Jean Dujardin et Bérénice Béjo brillent dans le film en formant un couple à la Fred Astaire et Ginger Rogers. Ils dansent et bougent avec élégance et c’est un régal pour le spectateur. Mais il faut avant tout saluer le travail d’Hazanavicius qui réussit à mettre en scène un film muet pour nous présenter un homme refusant d’utiliser les nouvelles techniques de son art. Il revient dans le passé pour nous faire comprendre que la peur du changement est en contradiction avec l’ouverture d’esprit. Son message est actuel puisque l’utilisation de la 3D, du numérique et d’autres procédés peut aujourd’hui être bien exploitée, même si elle est gâchée par des adaptations inutiles tournées pour rapporter des pépettes. Mais Avatar, Tintin ou Hugo Cabret rattrapent ce désastre artistique. Le rapprochement entre Hugo et The Artist nous paraît par ailleurs évident. Les deux films ont opté pour des partis pris risqués, le conte pour enfants en 3D pour l’un, le muet pour l’autre, uniquement dans le but de véhiculer un amour au 7ème art et à ses pionniers. Malgré leurs maladresses, ils nous ont tous les deux très largement séduits.
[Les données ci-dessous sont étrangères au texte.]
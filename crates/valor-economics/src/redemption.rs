// crates/valor-economics/src/redemption.rs
//
// Batched redemption of collected Valor into stable-asset claims.
//
// Time is cut into fixed windows starting at `epoch_start`:
//
//   batch_id = floor((now - epoch_start) / batch_duration)
//
// Valor redeemed during a window is pooled into that window's batch. After
// the window ends, the next revenue report fixes the batch's conversion rate
// (cumulative stable revenue per emitted Valor, scaled by RATE_SCALE). Once
// fixed, the rate never changes and users may claim
//
//   owed = redeemed * fixed_rate / RATE_SCALE
//
// Only the batch that ended most recently is fixed by a report. A batch
// whose successor window passes without any report stays unclaimable.

use std::collections::{BTreeMap, HashMap};

use serde::{Deserialize, Serialize};

use valor_core::{AccountId, Amount, LedgerError};

use crate::math::{mul_div, SafeMath, RATE_SCALE};
use crate::staking::RewardAccumulator;

/// Default batch window: 14 days.
pub const DEFAULT_BATCH_DURATION_SECS: u64 = 14 * 24 * 60 * 60;

#[derive(Debug, Clone, PartialEq, Eq, Serialize, Deserialize)]
pub struct Batch {
    pub id: u64,
    pub total_redeemed_valor: Amount,
    /// Stable units per Valor, scaled by `RATE_SCALE`. Set at most once.
    pub fixed_rate_scaled: Option<Amount>,
    pub claimable: bool,
    pub start_time: u64,
    pub end_time: u64,
    /// Valor whose stable value has already been claimed.
    pub claimed_valor: Amount,
}

#[derive(Debug, Clone, Default, PartialEq, Eq, Serialize, Deserialize)]
pub struct RevenueState {
    pub cumulative_stable_revenue: Amount,
    pub last_report_timestamp: u64,
    pub current_rate_scaled: Amount,
}

#[derive(Debug, Clone, PartialEq, Eq, Serialize, Deserialize)]
pub struct RedemptionRequest {
    pub batch_id: u64,
    pub amount: Amount,
}

/// Outcome of a revenue report.
#[derive(Debug, Clone, Copy, PartialEq, Eq)]
pub struct RevenueReport {
    pub rate_scaled: Amount,
    /// The batch this report fixed, if any.
    pub fixed_batch: Option<u64>,
}

#[derive(Debug, Clone, Serialize, Deserialize)]
pub struct RedemptionBatcher {
    epoch_start: u64,
    batch_duration: u64,
    batches: BTreeMap<u64, Batch>,
    revenue: RevenueState,
    requests: HashMap<AccountId, Vec<RedemptionRequest>>,
}

impl RedemptionBatcher {
    pub fn new(epoch_start: u64, batch_duration: u64) -> Self {
        Self {
            epoch_start,
            batch_duration,
            batches: BTreeMap::new(),
            revenue: RevenueState::default(),
            requests: HashMap::new(),
        }
    }

    pub fn epoch_start(&self) -> u64 {
        self.epoch_start
    }

    pub fn batch_duration(&self) -> u64 {
        self.batch_duration
    }

    pub fn revenue(&self) -> &RevenueState {
        &self.revenue
    }

    pub fn batch(&self, id: u64) -> Option<&Batch> {
        self.batches.get(&id)
    }

    pub fn batches(&self) -> impl Iterator<Item = &Batch> {
        self.batches.values()
    }

    pub fn requests(&self, user: &AccountId) -> &[RedemptionRequest] {
        self.requests.get(user).map(Vec::as_slice).unwrap_or(&[])
    }

    pub fn current_batch_id(&self, now: u64) -> Result<u64, LedgerError> {
        if now < self.epoch_start {
            return Err(LedgerError::BatchWindowNotOpen {
                epoch_start: self.epoch_start,
                now,
            });
        }
        if self.batch_duration == 0 {
            return Err(LedgerError::ZeroDivisor("batch_id"));
        }
        Ok((now - self.epoch_start) / self.batch_duration)
    }

    fn window(&self, id: u64) -> Result<(u64, u64), LedgerError> {
        let start = id
            .safe_mul(self.batch_duration)?
            .safe_add(self.epoch_start)?;
        let end = start.safe_add(self.batch_duration)?;
        Ok((start, end))
    }

    fn empty_batch(&self, id: u64) -> Result<Batch, LedgerError> {
        let (start_time, end_time) = self.window(id)?;
        Ok(Batch {
            id,
            total_redeemed_valor: 0,
            fixed_rate_scaled: None,
            claimable: false,
            start_time,
            end_time,
            claimed_valor: 0,
        })
    }

    /// Redeem `amount` of `user`'s collected Valor into the current batch.
    /// Returns the batch id.
    pub fn redeem(
        &mut self,
        accumulator: &mut RewardAccumulator,
        user: &AccountId,
        amount: Amount,
        now: u64,
    ) -> Result<u64, LedgerError> {
        user.ensure_nonzero()?;
        if amount == 0 {
            return Err(LedgerError::ZeroAmount);
        }
        let batch_id = self.current_batch_id(now)?;

        let mut batch = match self.batches.get(&batch_id) {
            Some(b) => b.clone(),
            None => self.empty_batch(batch_id)?,
        };
        batch.total_redeemed_valor = batch.total_redeemed_valor.safe_add(amount)?;
        let mut list = self.requests.get(user).cloned().unwrap_or_default();
        match list.iter_mut().find(|r| r.batch_id == batch_id) {
            Some(existing) => existing.amount = existing.amount.safe_add(amount)?,
            None => list.push(RedemptionRequest { batch_id, amount }),
        }

        accumulator.take_collected(user, amount, now)?;

        self.batches.insert(batch_id, batch);
        self.requests.insert(*user, list);
        tracing::debug!(%user, batch_id, amount, "Valor redeemed");
        Ok(batch_id)
    }

    /// Record `amount` of stable revenue reported for `timestamp`, update the
    /// conversion rate, and fix the most recently ended batch if it is still
    /// open for pricing.
    ///
    /// The rate is computed against total Valor emitted as of `now`; the
    /// emission settlement is committed together with the report.
    pub fn report_revenue(
        &mut self,
        accumulator: &mut RewardAccumulator,
        amount: Amount,
        timestamp: u64,
        now: u64,
    ) -> Result<RevenueReport, LedgerError> {
        if timestamp <= self.revenue.last_report_timestamp {
            return Err(LedgerError::StaleRevenueReport {
                last: self.revenue.last_report_timestamp,
                timestamp,
            });
        }
        if timestamp > now {
            return Err(LedgerError::FutureTimestamp { timestamp, now });
        }

        let settled = accumulator.emission_preview(now)?;
        let cumulative = self.revenue.cumulative_stable_revenue.safe_add(amount)?;
        let rate_scaled = mul_div(cumulative, RATE_SCALE, settled.total_emitted, "revenue_rate")?;

        let mut fixed = None;
        if let Ok(current) = self.current_batch_id(now) {
            if let Some(target) = current.checked_sub(1) {
                let mut batch = match self.batches.get(&target) {
                    Some(b) => b.clone(),
                    None => self.empty_batch(target)?,
                };
                if batch.fixed_rate_scaled.is_none() && batch.end_time <= now {
                    batch.fixed_rate_scaled = Some(rate_scaled);
                    batch.claimable = true;
                    fixed = Some(batch);
                }
            }
        }

        accumulator.apply_emission(settled);
        self.revenue = RevenueState {
            cumulative_stable_revenue: cumulative,
            last_report_timestamp: timestamp,
            current_rate_scaled: rate_scaled,
        };
        let fixed_batch = fixed.map(|batch| {
            let id = batch.id;
            tracing::info!(batch_id = id, rate_scaled, redeemed = batch.total_redeemed_valor, "Batch rate fixed");
            self.batches.insert(id, batch);
            id
        });

        tracing::debug!(amount, timestamp, cumulative, rate_scaled, "Revenue reported");
        Ok(RevenueReport {
            rate_scaled,
            fixed_batch,
        })
    }

    /// Claim `user`'s stable entitlement from batch `batch_id`.
    ///
    /// The user's request for the batch is consumed, so a repeat claim owes 0.
    pub fn claim_batch(&mut self, user: &AccountId, batch_id: u64) -> Result<Amount, LedgerError> {
        let batch = self
            .batches
            .get(&batch_id)
            .filter(|b| b.claimable)
            .ok_or(LedgerError::BatchNotClaimable(batch_id))?;
        let rate = batch
            .fixed_rate_scaled
            .ok_or(LedgerError::BatchNotClaimable(batch_id))?;

        let Some(pos) = self
            .requests(user)
            .iter()
            .position(|r| r.batch_id == batch_id)
        else {
            return Ok(0);
        };
        let redeemed = self.requests(user)[pos].amount;
        let owed = mul_div(redeemed, rate, RATE_SCALE, "batch_claim")?;
        let claimed_valor = batch.claimed_valor.safe_add(redeemed)?;

        if let Some(list) = self.requests.get_mut(user) {
            list.remove(pos);
            if list.is_empty() {
                self.requests.remove(user);
            }
        }
        if let Some(batch) = self.batches.get_mut(&batch_id) {
            batch.claimed_valor = claimed_valor;
        }

        tracing::debug!(%user, batch_id, redeemed, owed, "Batch claimed");
        Ok(owed)
    }
}
// crates/valor-ledger/src/lib.rs
//
// valor-ledger: the Valor ledger aggregate and its facade.
//
// `LedgerState` owns every accounting engine plus the payout outbox.
// `LedgerFacade` wraps it in a mutex and is the only component that checks
// permissions, honours the pause switch, rejects re-entrant calls, and talks
// to the outbound payout transport.

pub mod access;
pub mod config;
pub mod facade;
pub mod state;

pub use access::AccessControl;
pub use config::{Grant, LedgerConfig};
pub use facade::{LedgerFacade, PeerOutcome};
pub use state::{Destination, LedgerState};
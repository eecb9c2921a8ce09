// crates/valor-economics/src/math.rs
//
// Fixed-point helpers for ledger arithmetic.
//
// Two scales are in play:
//   - SHARE_SCALE (1e18) for the reward-per-share accumulator.
//   - RATE_SCALE (1e30) for the valor -> stable conversion rate. Valor has 18
//     decimals and the stable asset 6, so a plain 1e18 scale would leave only
//     six significant digits in a realistic rate.
//
// Every multiply-then-divide widens to 256 bits so the product cannot
// overflow, and the narrowed quotient is range-checked before use.
//
// The share accumulator itself is a U256: with a dust stake under a high
// rate, `emission * SHARE_SCALE / total_staked` exceeds u128. Products of
// the accumulator and a balance are taken in U512.

#![allow(clippy::assign_op_pattern)]
#![allow(clippy::ptr_offset_with_cast)]
#![allow(clippy::manual_range_contains)]

use uint::construct_uint;

use valor_core::{Amount, LedgerError};

construct_uint! {
    /// 256-bit unsigned integer.
    pub struct U256(4);
}

construct_uint! {
    /// 512-bit unsigned integer, for products of two U256 values.
    pub struct U512(8);
}

/// Scale of `acc_per_share_scaled`.
pub const SHARE_SCALE: u128 = 1_000_000_000_000_000_000;

/// Scale of revenue and batch conversion rates.
pub const RATE_SCALE: u128 = 1_000_000_000_000_000_000_000_000_000_000;

fn widen(v: U256) -> U512 {
    let mut limbs = [0u64; 8];
    limbs[..4].copy_from_slice(&v.0);
    U512(limbs)
}

fn narrow(v: U512) -> Option<U256> {
    if v.0[4..].iter().any(|&limb| limb != 0) {
        return None;
    }
    let mut limbs = [0u64; 4];
    limbs.copy_from_slice(&v.0[..4]);
    Some(U256(limbs))
}

/// Narrow a U256 back to an amount.
pub fn to_amount(v: U256) -> Result<Amount, LedgerError> {
    u128::try_from(v).map_err(|_| LedgerError::Overflow)
}

/// `a * b / denominator`, rounded down.
///
/// `what` names the quantity being computed so a zero divisor can be traced.
pub fn mul_div(a: Amount, b: Amount, denominator: Amount, what: &'static str) -> Result<Amount, LedgerError> {
    let quotient = mul_div_wide(U256::from(a), U256::from(b), U256::from(denominator), what)?;
    to_amount(quotient)
}

/// `a * b / denominator` over U256 operands, rounded down.
pub fn mul_div_wide(a: U256, b: U256, denominator: U256, what: &'static str) -> Result<U256, LedgerError> {
    if denominator.is_zero() {
        return Err(LedgerError::ZeroDivisor(what));
    }
    let product = widen(a).checked_mul(widen(b)).ok_or(LedgerError::Overflow)?;
    let quotient = product
        .checked_div(widen(denominator))
        .ok_or(LedgerError::ZeroDivisor(what))?;
    narrow(quotient).ok_or(LedgerError::Overflow)
}

/// Serde for U256 fields as decimal strings.
pub mod u256_serde {
    use serde::de::Error;
    use serde::{Deserialize, Deserializer, Serializer};

    use super::U256;

    pub fn serialize<S>(value: &U256, serializer: S) -> Result<S::Ok, S::Error>
    where
        S: Serializer,
    {
        serializer.serialize_str(&value.to_string())
    }

    pub fn deserialize<'de, D>(deserializer: D) -> Result<U256, D::Error>
    where
        D: Deserializer<'de>,
    {
        let raw = String::deserialize(deserializer)?;
        U256::from_dec_str(raw.trim())
            .map_err(|e| D::Error::custom(format!("invalid U256 '{}': {}", raw, e)))
    }
}

/// Checked arithmetic that reports failures as ledger errors.
pub trait SafeMath: Sized {
    fn safe_add(self, rhs: Self) -> Result<Self, LedgerError>;
    fn safe_sub(self, rhs: Self) -> Result<Self, LedgerError>;
    fn safe_mul(self, rhs: Self) -> Result<Self, LedgerError>;
}

macro_rules! checked_impl {
    ($t:ty) => {
        impl SafeMath for $t {
            #[inline(always)]
            fn safe_add(self, v: $t) -> Result<$t, LedgerError> {
                self.checked_add(v).ok_or(LedgerError::Overflow)
            }

            #[inline(always)]
            fn safe_sub(self, v: $t) -> Result<$t, LedgerError> {
                self.checked_sub(v).ok_or(LedgerError::Overflow)
            }

            #[inline(always)]
            fn safe_mul(self, v: $t) -> Result<$t, LedgerError> {
                self.checked_mul(v).ok_or(LedgerError::Overflow)
            }
        }
    };
}

checked_impl!(u64);
checked_impl!(u128);

#[cfg(test)]
mod tests {
    use super::*;

    #[test]
    fn test_mul_div_exact() {
        assert_eq!(mul_div(1_000, 2 * RATE_SCALE, RATE_SCALE, "t").unwrap(), 2_000);
    }

    #[test]
    fn test_mul_div_rounds_down() {
        assert_eq!(mul_div(10, 1, 3, "t").unwrap(), 3);
    }

    #[test]
    fn test_mul_div_wide_intermediate() {
        // u128::MAX * SHARE_SCALE overflows u128 but the quotient fits.
        let r = mul_div(u128::MAX, SHARE_SCALE, SHARE_SCALE, "t").unwrap();
        assert_eq!(r, u128::MAX);
    }

    #[test]
    fn test_mul_div_overflowing_quotient() {
        assert_eq!(mul_div(u128::MAX, 2, 1, "t"), Err(LedgerError::Overflow));
    }

    #[test]
    fn test_mul_div_zero_divisor() {
        assert_eq!(mul_div(1, 1, 0, "rate"), Err(LedgerError::ZeroDivisor("rate")));
    }

    #[test]
    fn test_mul_div_wide_accumulator_product() {
        // A dust-stake accumulator times a large balance needs more than 256 bits
        // before the division brings it back.
        let acc = U256::from(u128::MAX) * U256::from(SHARE_SCALE);
        let weight = U256::from(u128::MAX);
        let accrued = mul_div_wide(weight, acc, U256::from(SHARE_SCALE), "t").unwrap();
        assert_eq!(accrued, U256::from(u128::MAX) * U256::from(u128::MAX));
        assert_eq!(to_amount(accrued), Err(LedgerError::Overflow));
        assert_eq!(to_amount(U256::from(7u64)).unwrap(), 7);
    }

    #[test]
    fn test_u256_serde_as_decimal_string() {
        #[derive(serde::Serialize, serde::Deserialize, PartialEq, Debug)]
        struct Holder {
            #[serde(with = "u256_serde")]
            value: U256,
        }
        let holder = Holder {
            value: U256::from(u128::MAX) * U256::from(10u64),
        };
        let json = serde_json::to_string(&holder).unwrap();
        assert_eq!(json, r#"{"value":"3402823669209384634633746074317682114550"}"#);
        assert_eq!(serde_json::from_str::<Holder>(&json).unwrap(), holder);
    }

    #[test]
    fn test_safe_math() {
        assert_eq!(5u128.safe_add(6).unwrap(), 11);
        assert_eq!(5u128.safe_sub(6), Err(LedgerError::Overflow));
        assert_eq!(u64::MAX.safe_mul(2), Err(LedgerError::Overflow));
    }
}
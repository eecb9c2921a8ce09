// crates/valor-economics/src/staking.rs
//
// Per-user staking balances and reward-per-share debt.
//
// Every balance-changing operation follows the same shape:
//   1. settle the global accumulator up to `now`,
//   2. collect the user's pending Valor into `collected_valor`,
//   3. apply the balance change,
//   4. refresh `valor_debt = weight * acc_per_share / SHARE_SCALE`.
//
// Steps 1-4 run on copies of the global state and the user's account; the
// copies are written back only once every fallible step has succeeded, so a
// failed operation leaves the accumulator untouched.
//
// Only the primary token is staked from outside. Record balances are
// credited solely by distribution claims through `credit_record`.
//
// Unstaking is subject to a lock period. A user has at most one pending
// unstake request: repeated requests add to the locked amount and restart
// the timer.

use std::collections::HashMap;

use serde::{Deserialize, Serialize};

use valor_core::{AccountId, Amount, LedgerError, TokenKind};

use crate::emission::GlobalEmissionState;
use crate::math::{to_amount, u256_serde, SafeMath, U256};

/// Default unstake lock: 7 days.
pub const DEFAULT_UNSTAKE_LOCK_SECS: u64 = 7 * 24 * 60 * 60;

/// A pending unstake. Locked funds no longer earn emission.
#[derive(Debug, Clone, PartialEq, Eq, Serialize, Deserialize)]
pub struct UnstakeRequest {
    pub locked_amount: Amount,
    pub unlock_at: u64,
}

/// A user's position in the ledger.
///
/// Created lazily on first stake and never removed: a zeroed account still
/// carries the debt needed to settle correctly if the user returns.
#[derive(Debug, Clone, Default, PartialEq, Eq, Serialize, Deserialize)]
pub struct UserAccount {
    /// Staked utility token.
    pub primary_balance: Amount,
    /// Staked record-kind reward balance.
    pub record_balance: Amount,
    /// Accrued Valor already accounted for at the last settlement.
    #[serde(with = "u256_serde")]
    pub valor_debt: U256,
    /// Valor collected and available for redemption.
    pub collected_valor: Amount,
    /// Pending unstake, if any.
    pub unstake: Option<UnstakeRequest>,
}

impl UserAccount {
    pub fn balance(&self, kind: TokenKind) -> Amount {
        match kind {
            TokenKind::Primary => self.primary_balance,
            TokenKind::Record => self.record_balance,
            TokenKind::Stable => 0,
        }
    }

    /// The amount of this account that earns emission.
    pub fn weight(&self, record_counts: bool) -> Result<Amount, LedgerError> {
        if record_counts {
            self.primary_balance.safe_add(self.record_balance)
        } else {
            Ok(self.primary_balance)
        }
    }
}

/// The reward accumulator: global emission state plus every user account.
#[derive(Debug, Clone, Serialize, Deserialize)]
pub struct RewardAccumulator {
    emission: GlobalEmissionState,
    accounts: HashMap<AccountId, UserAccount>,
    unstake_lock_period: u64,
    /// Whether record-kind balances earn emission alongside primary stake.
    record_counts: bool,
}
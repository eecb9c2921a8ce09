// crates/valor-economics/src/emission.rs
//
// Continuous Valor emission and the reward-per-share accumulator.
//
// Valor is emitted at a constant `rate_per_second` from
// `emission_start_timestamp` until `total_emitted` reaches `emission_cap`.
// Each settlement spreads the emission since the last update over the
// currently staked weight:
//
//   emission          = min(rate * dt, cap - total_emitted)
//   acc_per_share    += emission * SHARE_SCALE / total_staked
//
// `acc_per_share` is a U256 so a dust `total_staked` cannot overflow it.
//
// Emission that occurs while nothing is staked cannot be attributed to any
// staker; it is counted in `total_emitted` and tracked separately as
// `unallocated_emission` so conservation can be audited.

use serde::{Deserialize, Serialize};

use valor_core::{Amount, LedgerError};

use crate::math::{mul_div_wide, u256_serde, SafeMath, SHARE_SCALE, U256};

/// Global emission and share-accumulator state.
#[derive(Debug, Clone, PartialEq, Eq, Serialize, Deserialize)]
pub struct GlobalEmissionState {
    /// Total weight currently earning emission.
    pub total_staked: Amount,
    /// Accumulated Valor per unit of staked weight, scaled by `SHARE_SCALE`.
    #[serde(with = "u256_serde")]
    pub acc_per_share_scaled: U256,
    /// Timestamp of the last settlement.
    pub last_update_timestamp: u64,
    /// Valor base units emitted per second.
    pub rate_per_second: Amount,
    /// Hard ceiling on `total_emitted`.
    pub emission_cap: Amount,
    /// Valor emitted so far, attributed or not.
    pub total_emitted: Amount,
    /// Emission does not accrue before this instant.
    pub emission_start_timestamp: u64,
    /// Emission that occurred while `total_staked` was zero.
    pub unallocated_emission: Amount,
}

impl GlobalEmissionState {
    /// Create an emission schedule that begins at `start_timestamp`.
    pub fn new(rate_per_second: Amount, emission_cap: Amount, start_timestamp: u64) -> Self {
        Self {
            total_staked: 0,
            acc_per_share_scaled: U256::zero(),
            last_update_timestamp: start_timestamp,
            rate_per_second,
            emission_cap,
            total_emitted: 0,
            emission_start_timestamp: start_timestamp,
            unallocated_emission: 0,
        }
    }

    /// Whether emission has begun as of `now`.
    pub fn has_started(&self, now: u64) -> bool {
        now >= self.emission_start_timestamp
    }

    /// Valor still available under the cap.
    pub fn remaining(&self) -> Amount {
        self.emission_cap.saturating_sub(self.total_emitted)
    }

    /// Return a copy of this state settled up to `now`, leaving `self` untouched.
    pub fn settled(&self, now: u64) -> Result<Self, LedgerError> {
        let mut next = self.clone();
        next.settle(now)?;
        Ok(next)
    }

    /// Advance the accumulator to `now`.
    ///
    /// A no-op when `now` is not past the later of the last update and the
    /// emission start, so calling it twice in the same instant changes
    /// nothing. Returns the Valor emitted by this settlement.
    pub fn settle(&mut self, now: u64) -> Result<Amount, LedgerError> {
        let from = self.last_update_timestamp.max(self.emission_start_timestamp);
        if now <= from {
            return Ok(0);
        }
        let dt = (now - from) as Amount;

        let remaining = self
            .emission_cap
            .checked_sub(self.total_emitted)
            .ok_or(LedgerError::EmissionCapExceeded {
                cap: self.emission_cap,
                emitted: self.total_emitted,
            })?;
        let emission = self.rate_per_second.saturating_mul(dt).min(remaining);

        if self.total_staked > 0 {
            let delta = mul_div_wide(
                U256::from(emission),
                U256::from(SHARE_SCALE),
                U256::from(self.total_staked),
                "acc_per_share",
            )?;
            self.acc_per_share_scaled = self
                .acc_per_share_scaled
                .checked_add(delta)
                .ok_or(LedgerError::Overflow)?;
        } else {
            self.unallocated_emission = self.unallocated_emission.safe_add(emission)?;
        }
        self.total_emitted = self.total_emitted.safe_add(emission)?;
        self.last_update_timestamp = now;

        tracing::trace!(
            emission,
            dt = dt as u64,
            total_emitted = self.total_emitted,
            acc_per_share = %self.acc_per_share_scaled,
            "Emission settled"
        );

        Ok(emission)
    }

    /// Valor accrued by `weight` at the current accumulator value.
    ///
    /// Unbounded over the life of the ledger, so kept wide; only the
    /// difference against a user's debt is narrowed to an amount.
    pub fn accrued_for(&self, weight: Amount) -> Result<U256, LedgerError> {
        mul_div_wide(
            U256::from(weight),
            self.acc_per_share_scaled,
            U256::from(SHARE_SCALE),
            "accrued",
        )
    }

    /// Change the per-second rate. The caller must settle first so elapsed
    /// time accrues at the old rate.
    pub fn set_rate(&mut self, rate_per_second: Amount) {
        self.rate_per_second = rate_per_second;
    }

    /// Change the cap. It may never drop below what has already been emitted.
    pub fn set_cap(&mut self, emission_cap: Amount) -> Result<(), LedgerError> {
        if emission_cap < self.total_emitted {
            return Err(LedgerError::EmissionCapExceeded {
                cap: emission_cap,
                emitted: self.total_emitted,
            });
        }
        self.emission_cap = emission_cap;
        Ok(())
    }

    /// Move the emission start. Only allowed while emission has not begun,
    /// and never into the past.
    pub fn set_start(&mut self, start_timestamp: u64, now: u64) -> Result<(), LedgerError> {
        if self.has_started(now) {
            return Err(LedgerError::EmissionAlreadyStarted);
        }
        if start_timestamp < now {
            return Err(LedgerError::StartInPast {
                start_timestamp,
                now,
            });
        }
        self.emission_start_timestamp = start_timestamp;
        self.last_update_timestamp = start_timestamp;
        Ok(())
    }
}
The Artist est un film romantique passionnant et passionné qui nous donne envie de découvrir le travail de nos prédécesseurs que l’on a tendance à oublier. Une tentative artistique réussie comme on en voit trop peu souvent dans le cinéma français. Vous pourrez le (re)voir au cinéma dès le 25 janvier car il est remis à l’affiche suite à ses récompenses outre-Atlantique.